The “end game” shouldn’t be the tutorial. That’s the whole point of the game leading up to it.

Imagine if levels 1-79 actually taught players how to play. Things like “you actually need to interrupt”; “some mobs are dangerous so CC them”; “don’t stand in fire, fire bad”.

Then when they’re 80 and they want to join your Mythic +50 maybe they actually know how to play. Wouldn’t that be a better game for everyone?

But no, here’s what the leveling ‘dungeons’ teach players: your contribution is meaningless, you don’t need to do anything, everyone else will play the game for you, strategy and tactics are irrelevant.

Players who don’t enjoy that and actually want to, y’know, play the game they’re playing leave.

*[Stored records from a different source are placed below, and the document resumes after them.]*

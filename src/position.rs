use std::fmt;
use std::str::FromStr;

use shakmaty::{File, Rank, Square};
use thiserror::Error;

use crate::board::BoardError;

/// Number of cells along one edge of the board.
pub const BOARD_SIZE: u8 = 8;

/// Error when parsing algebraic notation such as `"e4"`.
#[derive(Debug, Clone, Error, PartialEq, Eq)]
#[error("invalid position notation: '{0}'")]
pub struct ParsePositionError(pub String);

/// A single cell address on the 8×8 board.
///
/// Files and ranks are exposed as 0-based indices: file 0 is `a`, rank 0 is
/// rank `1`. A `Position` can only hold in-range coordinates, so every lookup
/// keyed by it is total.
#[derive(Debug, Clone, Copy, PartialEq, Eq, Hash)]
pub struct Position(Square);

impl Position {
    /// Creates a position from 0-based file and rank indices.
    pub fn new(file: i32, rank: i32) -> Result<Self, BoardError> {
        let size = i32::from(BOARD_SIZE);
        if !(0..size).contains(&file) || !(0..size).contains(&rank) {
            return Err(BoardError::InvalidPosition { file, rank });
        }
        Ok(Self(Square::from_coords(
            File::new(file as u32),
            Rank::new(rank as u32),
        )))
    }

    /// The underlying square.
    #[inline]
    pub const fn square(self) -> Square {
        self.0
    }

    /// 0-based file index (`a` = 0).
    #[inline]
    pub fn file(self) -> i32 {
        self.0.file() as i32
    }

    /// 0-based rank index (rank `1` = 0).
    #[inline]
    pub fn rank(self) -> i32 {
        self.0.rank() as i32
    }

    /// Dense index 0-63 (a1 = 0, h1 = 7, a8 = 56).
    #[inline]
    pub(crate) fn index(self) -> usize {
        self.0 as usize
    }

    /// The position `(df, dr)` steps away, if it is still on the board.
    pub fn offset(self, df: i32, dr: i32) -> Option<Self> {
        Self::new(self.file() + df, self.rank() + dr).ok()
    }

    /// True when the two positions sit on neighbouring files.
    #[inline]
    pub fn is_adjacent_file(self, other: Position) -> bool {
        (self.file() - other.file()).abs() == 1
    }

    /// Translates a point in screen space into the cell under it.
    ///
    /// The board is drawn with rank 8 along the top edge and file `a` on the
    /// left, each cell `cell_size` pixels square. Points outside the board
    /// yield `None`.
    pub fn from_screen(x: f32, y: f32, cell_size: f32) -> Option<Self> {
        if cell_size <= 0.0 || x < 0.0 || y < 0.0 {
            return None;
        }
        let file = (x / cell_size) as i32;
        let row = (y / cell_size) as i32;
        Self::new(file, i32::from(BOARD_SIZE) - 1 - row).ok()
    }

    /// Iterates all 64 positions, rank by rank from a1 to h8.
    pub fn all() -> impl Iterator<Item = Position> {
        Rank::ALL
            .into_iter()
            .flat_map(|rank| File::ALL.into_iter().map(move |file| Square::from_coords(file, rank)))
            .map(Position)
    }

    /// Positions strictly between `self` and `to`, walking from `self`.
    ///
    /// Empty unless the two positions share a file, a rank, or a diagonal.
    pub fn between(self, to: Position) -> Vec<Position> {
        let df = to.file() - self.file();
        let dr = to.rank() - self.rank();
        let aligned = df == 0 || dr == 0 || df.abs() == dr.abs();
        if !aligned || (df == 0 && dr == 0) {
            return Vec::new();
        }

        let (step_f, step_r) = (df.signum(), dr.signum());
        let steps = df.abs().max(dr.abs());
        (1..steps)
            .filter_map(|i| self.offset(step_f * i, step_r * i))
            .collect()
    }
}

impl From<Square> for Position {
    fn from(square: Square) -> Self {
        Self(square)
    }
}

impl From<Position> for Square {
    fn from(position: Position) -> Self {
        position.0
    }
}

/// Parse algebraic notation like `"e4"` (case-insensitive).
impl FromStr for Position {
    type Err = ParsePositionError;

    fn from_str(s: &str) -> Result<Self, Self::Err> {
        s.trim()
            .to_ascii_lowercase()
            .parse::<Square>()
            .map(Position)
            .map_err(|_| ParsePositionError(s.to_string()))
    }
}

impl fmt::Display for Position {
    fn fmt(&self, f: &mut fmt::Formatter<'_>) -> fmt::Result {
        write!(f, "{}{}", self.0.file().char(), self.0.rank().char())
    }
}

Players who do enjoy that turn into the entitled low-effort shirt-bags that make up the overwhelming majority of the max-level “”“”“community”“”“”.

And then we wonder why our game is in the state it is.

Considering it has happened in WoW, idk why you’re unsure how it’s possible.

Did you bother reading the whole conversation, or just zeroing in on that one line and firing off a pithy self-righteous response

Yes.

I tackle one line at a time, because otherwise GD posters will get lost in their own sauce.

The playerbase has said loud and clear that they don’t care about 1) the leveling experience or 2) new players. Blizzard has decided to cater to their preferences. Leveling dungeons are a chaotic clown show, and they are really good with that, because people do, in fact, finish dungeons, and they finish them quickly. Doesn’t matter that people hate every moment of it, as long as they grit their teeth and tolerate it until they hit max level and the “real” game starts … which is in my opinion a bit of a clown show itself. But after the leveling dungeon experience, max level clown-foolery seems tame by comparison.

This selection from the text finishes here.